Notice another thing: The Rhodian Turks were and still are about 5% (not sure of the number).The Greeks at Rhodes complain that the Turks there get preferential treatment. Government jobs they ask?Government jobs they get.Double the number of scholls compared with the Greeks?Double the number of schools they get.No presecution for unpaid taxes? No presecution they get. Almost the same with the Maronites in Cyprus.
So you fortune tell the TCs will be dominated. I fortune tell you the TCS will have preferential treatment.
Some TCs did return, and some of them are even University professors. However they are "dominated" in your opinion! Full stop.
Post-1974 Human Rights Violations of Turkish Cypriots
There are Turkish Cypriots who reside in the South either because they opted not to become refugees in 1974 or because they returned some time in the 1980s or 1990s. There are several articles in the international press that involve violations of the human rights of these individuals. In general, stories in the Cyprus press and statements by governmental institutions, such as the police, have created a negative picture of them (e.g. often portraying them as Turkish spies). Two articles from Agence France Presse document human rights violations of Turkish Cypriots living in the South. The first deals with police brutality in an incident that took place in 1995iv and the second deals with the notorious law that prohibited any civil intermarriage between a Turkish Cypriot and a third personv. (See also the case of Kemal Selim Vs the republic of Cyprus by Olga Demetriou). Given the small size of this community and its positive contribution to the reconciliation process, it is a shame that it has had to face so many problems. Its position has improved rapidly since the 1990s. However, one major issue to be resolved is the return of the properties of Turkish Cypriots willing to resettle in the South. The Cyprus Action Network supports the return of properties of all permanently resettling Turkish Cypriots within a reasonable timeframe and encourages relevant decisions which have been recently taken on this issue.

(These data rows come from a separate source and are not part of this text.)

//! hcn-interactor CLI entry point

use clap::Parser;
use hcn_interactor::{Cli, Config, ExitCode};
use tracing_subscriber::{fmt, prelude::*, EnvFilter};

#[tokio::main]
async fn main() -> std::process::ExitCode {
    let cli = Cli::parse();

    // Load config from custom path or default
    let config = match Config::load_from(cli.config.as_deref()) {
        Ok(config) => config,
        Err(e) => {
            eprintln!("Warning: Config error: {e}");
            eprintln!("Using default configuration.");
            Config::default()
        }
    };

    let config = config.with_overrides(&cli.overrides());

    let filter = if cli.debug {
        EnvFilter::new("debug")
    } else if cli.verbose {
        EnvFilter::new("info")
    } else {
        EnvFilter::try_new(&config.logging.level).unwrap_or_else(|_| EnvFilter::new("warn"))
    };

    // stdout carries command output
    tracing_subscriber::registry()
        .with(fmt::layer().with_writer(std::io::stderr))
        .with(filter)
        .init();

    match cli.execute_with_config(config).await {
        Ok(code) => code.to_exit_code(),
        Err(e) => {
            eprintln!("Error: {e:#}");
            ExitCode::GeneralError.to_exit_code()
        }
    }
}
//! Retry and polling budgets.

use std::time::Duration;

/// Bounded exponential backoff for transient submission failures.
#[derive(Debug, Clone, Copy, PartialEq, Eq)]
pub struct RetryPolicy {
    /// Total submission attempts, including the first.
    pub max_attempts: u32,
    /// Delay before the second attempt.
    pub base_delay: Duration,
    /// Upper bound for any single delay.
    pub max_delay: Duration,
}

impl Default for RetryPolicy {
    fn default() -> Self {
        Self {
            max_attempts: 3,
            base_delay: Duration::from_secs(1),
            max_delay: Duration::from_secs(8),
        }
    }
}

impl RetryPolicy {
    /// Single attempt, no backoff.
    pub fn none() -> Self {
        Self {
            max_attempts: 1,
            base_delay: Duration::ZERO,
            max_delay: Duration::ZERO,
        }
    }

    /// Delay to wait after failed attempt number `attempt` (1-based).
    pub fn delay_after(&self, attempt: u32) -> Duration {
        let exp = attempt.saturating_sub(1).min(16);
        self.base_delay
            .saturating_mul(1u32 << exp)
            .min(self.max_delay)
    }

    pub fn should_retry(&self, attempt: u32) -> bool {
        attempt < self.max_attempts
    }
}

/// Status polling budget.
#[derive(Debug, Clone, Copy, PartialEq, Eq)]
pub struct PollPolicy {
    pub interval: Duration,
    /// Total time to wait for a settled status.
    pub max_wait: Duration,
}

impl Default for PollPolicy {
    fn default() -> Self {
        Self {
            interval: Duration::from_secs(2),
            max_wait: Duration::from_secs(30),
        }
    }
}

Do Rhodian Turks (I didn't know that there are still Turks in Rhodos but let's say you're right) have any say in issues concerning Rhodos? For example, if they want Turks from Turkey to visit Rhodos more so they can get tourism revenues, can they ask the Rhodos governer to allow Turks come to Rhodos for short-term stay without passports? What if the governer disagrees, what can the Rhodian Turks do? Nothing. This is just a hypothetical situation but it sums up the whole scenario. Rhodian Turks have no influence in decision making in Rhodos, they only depend on the goodwill of Rhodian Greeks. That's why I didn't even know that they existed!
Piratis wrote:All you need to do is to notice how Maronites and Armenians are treated and they are 18 times less than the TCs, with much less extra rights compared with TCs, and without a "motherland" of 60 million on their support sitting right on top of us.
Piratis wrote:The claim that today, in 2005 when Cyprus is an EU, TCs will be mistreated in any way is a very cheap excuse that not even the ones that say such excuse really believe in it.
Piratis wrote:As I said before, what some TCs are actually asking for is independence (= partition, standard or disguised). They know that such thing is illegal, so they are simply trying to camouflage their demands now.
Certainly the claim of this fear can be used for political advantaged, but the disimising of it as undeniably and undoubtedly the case is not really any different from using a non sincere claim of such concerns for political advantage.
This is probably just symantics but there is nothing illegal in asking for a seperate state.
At least one honest person in this forum which does not try to hide behind words and fantasies.
I couldn’t agree more. Of course some chauvinists will try to deprive you government jobs. After one or two of them are sued however and they eventually lose their own jobs in the Government, I wonder how many of them will be brave enough to continue.